My parents, they went through and saw when a society went totally crazy. And they came out of it not with animus, but with love.

It was in April of 1973 during Passover, my mother read the article, a little paragraph that stated that CBST had been created. My mother said to me, “you know, you said one day there’d be a gay synagogue and I thought you were crazy? Well there’s a gay synagogue, so get dressed and go to shul.” And now, there are very few people alive who were there earlier than I was. It’s Congregation of the House of the Joy of Torah– Congregation Beit Simchat Toros– Simchat Torah. Originally it was mostly men, and then CBST went through sort of a lesbian visibility, and it’s gone for the past 40 years, through so many different conflicts just as the LGBT movement has.”

“Gilbert Baker, who passed away this year, he made those four flags. He originally made them in California, in San Francisco and CBST asked him to make four flags, that are hanging there in our lobby.”

“We had two AIDS quilts, and unfortunately one of them is missing. We participated in the quilt project where, I mean, we went down to Washington D.C. when they put it all out on the national mall. About a third of our congregation passed away from HIV/AIDS. The ramifications on the people who survived is something that’s never really discussed and worked out. And, again, in my unique position of being a child of Holocaust survivors and saw how my parents generation– now you go and you say of course they had Post Traumatic Stress Disorder, They were in concentration camps they lost their parents they lost their siblings, they hid, they fled, they were refugees. Gee. But growing up, it was very important for those Jews to not be considered different or sick or psychologically anything. I didn’t know my father was in Dachau until like the 1980s. It stayed inside of them, and they never really dealt with it. The same problem is happening with, I think, people my age who went through the HIV/AIDS era. I lost so many friends– and lover– and because i didn’t get HIV and I survived, one wouldn’t really want to say that I had a difficult time or anything– but of course we did. Not only the survivor’s guilt, it’s just you lost so many of your friends. And the fear of the early years, of wondering– before we knew exactly what it was– were we going to be next? It definitely has left marks on all of us that we don’t know exactly what they are. So of course, losing a third of our congregation. Including our– including Mel Rosen, was the president, he died; Irving Copperburg was the president, he died, it was something that was really a major struggle that we had to deal with.”

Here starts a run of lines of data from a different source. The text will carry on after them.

//! Per-positioner state: pose, neighbor lists, and the dense/sparse/
//! smoothed path buffers the planner and post-processing stages fill in.

use std::rc::Rc;

use kaiju_geometry::{interpolate, rdp, sample_annulus, Point3};

use crate::config::ArmTemplateConfig;
use crate::errors::ReachError;
use crate::kinematics::{alpha_beta_from_xy, forward_kinematics};

/// A single two-link positioner: fixed layout and arm geometry, current
/// pose and its derived collision chord/fiber position, optional target
/// binding, and the path history the planner accumulates tick by tick.
#[derive(Debug, Clone)]
pub struct Robot {
    pub id: i64,
    pub x_pos: f64,
    pub y_pos: f64,
    pub has_apogee: bool,
    pub arm: Rc<ArmTemplateConfig>,
    pub collision_buffer: f64,

    pub alpha: f64,
    pub beta: f64,
    pub collision_chord: (Point3, Point3),
    pub fiber_xyz: Point3,

    pub target_alpha: f64,
    pub target_beta: f64,
    pub has_target_alpha_beta: bool,
    pub is_assigned: bool,
    pub assigned_target_id: Option<i64>,

    pub last_step_num: usize,
    pub on_target_vec: Vec<bool>,

    pub alpha_path: Vec<(f64, f64)>,
    pub beta_path: Vec<(f64, f64)>,
    pub simplified_alpha_path: Vec<(f64, f64)>,
    pub simplified_beta_path: Vec<(f64, f64)>,
    pub interp_simplified_alpha_path: Vec<(f64, f64)>,
    pub interp_simplified_beta_path: Vec<(f64, f64)>,
    pub smoothed_alpha_path: Vec<(f64, f64)>,
    pub smoothed_beta_path: Vec<(f64, f64)>,
    pub smoothed_alpha_velocity: Vec<f64>,
    pub smoothed_beta_velocity: Vec<f64>,

    /// XY of the alpha-arm tip / beta-arm far end at every recorded step.
    pub rough_alpha_xy: Vec<(f64, f64)>,
    pub rough_beta_xy: Vec<(f64, f64)>,
    /// Same traces, re-derived from the interpolated+simplified angle
    /// path so a renderer can draw a smooth sweep instead of the raw
    /// per-tick one.
    pub interp_rough_alpha_xy: Vec<(f64, f64)>,
    pub interp_rough_beta_xy: Vec<(f64, f64)>,

    pub robot_neighbors: Vec<i64>,
    pub fiducial_neighbors: Vec<i64>,

    /// Targets this robot passed `is_valid_assignment` for, populated by
    /// `RobotGrid::add_target`. Drives `targetless_robots`.
    pub valid_target_ids: Vec<i64>,
}

impl Robot {
    #[must_use]
    pub fn new(id: i64, x_pos: f64, y_pos: f64, has_apogee: bool, arm: Rc<ArmTemplateConfig>, collision_buffer: f64) -> Self {
        let pose = forward_kinematics(0.0, 0.0, x_pos, y_pos, &arm);
        Self {
            id,
            x_pos,
            y_pos,
            has_apogee,
            arm,
            collision_buffer,
            alpha: 0.0,
            beta: 0.0,
            collision_chord: pose.collision_chord,
            fiber_xyz: pose.fiber_xyz,
            target_alpha: 0.0,
            target_beta: 0.0,
            has_target_alpha_beta: false,
            is_assigned: false,
            assigned_target_id: None,
            last_step_num: 0,
            on_target_vec: Vec::new(),
            alpha_path: Vec::new(),
            beta_path: Vec::new(),
            simplified_alpha_path: Vec::new(),
            simplified_beta_path: Vec::new(),
            interp_simplified_alpha_path: Vec::new(),
            interp_simplified_beta_path: Vec::new(),
            smoothed_alpha_path: Vec::new(),
            smoothed_beta_path: Vec::new(),
            smoothed_alpha_velocity: Vec::new(),
            smoothed_beta_velocity: Vec::new(),
            rough_alpha_xy: Vec::new(),
            rough_beta_xy: Vec::new(),
            interp_rough_alpha_xy: Vec::new(),
            interp_rough_beta_xy: Vec::new(),
            robot_neighbors: Vec::new(),
            fiducial_neighbors: Vec::new(),
            valid_target_ids: Vec::new(),
        }
    }

    #[must_use]
    pub fn min_reach(&self) -> f64 {
        self.arm.min_reach()
    }

    #[must_use]
    pub fn max_reach(&self) -> f64 {
        self.arm.max_reach()
    }

    /// Poses the robot directly; no reachability or collision checking.
    /// Callers that need a valid pose enforce that themselves (the grid's
    /// candidate-move search, `set_fiber_xy`, assignment).
    pub fn set_alpha_beta(&mut self, alpha: f64, beta: f64) {
        self.alpha = alpha;
        self.beta = beta;
        let pose = forward_kinematics(alpha, beta, self.x_pos, self.y_pos, &self.arm);
        self.collision_chord = pose.collision_chord;
        self.fiber_xyz = pose.fiber_xyz;
    }

    /// Inverse kinematics then [`Self::set_alpha_beta`]; fails if `(x, y)`
    /// is outside the reachable annulus.
    pub fn set_fiber_xy(&mut self, x: f64, y: f64) -> Result<(), ReachError> {
        let (alpha, beta) = alpha_beta_from_xy(x, y, &self.arm)?;
        self.set_alpha_beta(alpha, beta);
        Ok(())
    }

    /// Samples a reachable `(x, y)` uniformly over the arm's annulus and
    /// poses the robot there.
    pub fn set_xy_uniform(&mut self, rng: &mut impl rand::Rng) {
        let (x, y) = sample_annulus(self.min_reach(), self.max_reach(), rng);
        self.set_fiber_xy(x, y)
            .expect("sample_annulus draws strictly within [min_reach, max_reach]");
    }

    pub fn add_robot_neighbor(&mut self, id: i64) {
        if !self.robot_neighbors.contains(&id) {
            self.robot_neighbors.push(id);
        }
    }

    pub fn add_fiducial_neighbor(&mut self, id: i64) {
        if !self.fiducial_neighbors.contains(&id) {
            self.fiducial_neighbors.push(id);
        }
    }

    /// Minimal number of `ang_step` ticks needed to reach the target pose
    /// under axis-aligned moves. Zero when there is no target.
    #[must_use]
    pub fn score(&self, ang_step: f64) -> u32 {
        if !self.has_target_alpha_beta {
            return 0;
        }
        let d_alpha = (self.target_alpha - self.alpha).abs();
        let d_beta = (self.target_beta - self.beta).abs();
        (d_alpha.max(d_beta) / ang_step).round().max(0.0) as u32
    }

    pub fn assign_target(&mut self, target_id: i64, target_alpha: f64, target_beta: f64) {
        self.assigned_target_id = Some(target_id);
        self.is_assigned = true;
        self.target_alpha = target_alpha;
        self.target_beta = target_beta;
        self.has_target_alpha_beta = true;
    }

    pub fn clear_assignment(&mut self) {
        self.assigned_target_id = None;
        self.is_assigned = false;
        self.has_target_alpha_beta = false;
    }

    /// Records the current pose as step `step_num` of the dense path, and
    /// the alpha-tip / beta-end XY for later rendering.
    pub fn record_step(&mut self, step_num: usize, on_target: bool) {
        let step = step_num as f64;
        self.alpha_path.push((step, self.alpha));
        self.beta_path.push((step, self.beta));
        self.on_target_vec.push(on_target);
        self.rough_alpha_xy.push((self.collision_chord.0.x, self.collision_chord.0.y));
        self.rough_beta_xy.push((self.collision_chord.1.x, self.collision_chord.1.y));
        self.last_step_num = step_num;
    }

    /// RDP-simplifies `alpha_path`/`beta_path` into their sparse
    /// counterparts, then resamples back onto the original tick grid,
    /// preserving endpoints both times.
    pub fn simplify_path(&mut self, epsilon: f64) {
        rdp(&self.alpha_path, epsilon, &mut self.simplified_alpha_path);
        rdp(&self.beta_path, epsilon, &mut self.simplified_beta_path);

        self.interp_simplified_alpha_path = self
            .alpha_path
            .iter()
            .map(|&(step, _)| (step, interpolate(&self.simplified_alpha_path, step)))
            .collect();
        self.interp_simplified_beta_path = self
            .beta_path
            .iter()
            .map(|&(step, _)| (step, interpolate(&self.simplified_beta_path, step)))
            .collect();

        self.interp_rough_alpha_xy.clear();
        self.interp_rough_beta_xy.clear();
        for i in 0..self.interp_simplified_alpha_path.len() {
            let alpha = self.interp_simplified_alpha_path[i].1;
            let beta = self.interp_simplified_beta_path[i].1;
            let pose = forward_kinematics(alpha, beta, self.x_pos, self.y_pos, &self.arm);
            self.interp_rough_alpha_xy.push((pose.collision_chord.0.x, pose.collision_chord.0.y));
            self.interp_rough_beta_xy.push((pose.collision_chord.1.x, pose.collision_chord.1.y));
        }
    }

    /// Rolling-average smoothing of `interp_simplified_*_path` with
    /// window size `points`, plus the per-step velocity the averaged
    /// angle sequence implies.
    pub fn smooth_velocity(&mut self, points: usize) {
        let window = points.max(1);

        let alpha_values: Vec<f64> = self.interp_simplified_alpha_path.iter().map(|&(_, v)| v).collect();
        let beta_values: Vec<f64> = self.interp_simplified_beta_path.iter().map(|&(_, v)| v).collect();
        let alpha_smoothed = moving_average(&alpha_values, window);
        let beta_smoothed = moving_average(&beta_values, window);

        self.smoothed_alpha_path = self
            .interp_simplified_alpha_path
            .iter()
            .zip(alpha_smoothed.iter())
            .map(|(&(step, _), &v)| (step, v))
            .collect();
        self.smoothed_beta_path = self
            .interp_simplified_beta_path
            .iter()
            .zip(beta_smoothed.iter())
            .map(|(&(step, _), &v)| (step, v))
            .collect();

        self.smoothed_alpha_velocity = finite_difference(&alpha_smoothed);
        self.smoothed_beta_velocity = finite_difference(&beta_smoothed);
    }
}

fn moving_average(values: &[f64], window: usize) -> Vec<f64> {
    if values.is_empty() {
        return Vec::new();
    }
    let half = window / 2;
    (0..values.len())
        .map(|i| {
            let lo = i.saturating_sub(half);
            let hi = (i + half).min(values.len() - 1);
            let slice = &values[lo..=hi];
            slice.iter().sum::<f64>() / slice.len() as f64
        })
        .collect()
}

fn finite_difference(values: &[f64]) -> Vec<f64> {
    if values.is_empty() {
        return Vec::new();
    }
    let mut out = Vec::with_capacity(values.len());
    out.push(0.0);
    for w in values.windows(2) {
        out.push(w[1] - w[0]);
    }
    out
}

“After the election of our current president, our Rabbi, the next day, decided she wanted to do something. And she knows the Imam from the Islamic center here at NYU, so she decided to create this concept which we call the ‘House of Peace’ where members of CBST come and stand here in front of the Islamic center at NYU, and we just say, like, ‘Jews Supporting Muslims’. My father watched the synagogue of Ostberg be burned down on Kristallnacht, so my sign is basically that if only the Germans had stood in front of synagogues in 1933, you know, maybe Kristallnacht wouldn’t have happened.

The irony of it is, I didn’t really know any openly out Muslims before this year, and now I have so many Muslim friends, including on facebook and in real life. So, in a way– basically, thanks to Donald Trump, I have more friends and I understood them now better than I would’ve. I did come last week, when it was Kristallnacht. It was much more meaningful. I actually brought a Jewish star, Yuda, that my grandfather brought to America. But, I’m hoping we survive through this difficult time in our country, and go back to a time where it was really great, where we took in immigrants, when we took in millions of immigrants, when we took in refugees and asylum seekers. And go back to a country where we are not so nationalistic, and militaristic, and supremacy based on religion and all these things, and begin getting back to the fact that we’re all created– if you’re religious then we’re all created by the same G-d! And we stop this adamis about immigrants and remember that America was created by immigrants, for immigrants.”